* _TASK STATEMENT_:
The answer must consist of every line in the records below that contains the string "repository".

Data excerpts:
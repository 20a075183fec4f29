//! Application layer services implementing business logic.
//!
//! Services coordinate repository calls and the domain rules around them, and
//! give HTTP handlers and CLI commands a single entry point.
//!
//! # Available Services
//!
//! - [`services::link_service::LinkService`] - Short link creation and retrieval
//! - [`services::stats_service::StatsService`] - Click statistics

pub mod services;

* _RESPONSE AREA_:
repository 20a075183fec4f29
//! Services coordinate repository calls and the domain rules around them, and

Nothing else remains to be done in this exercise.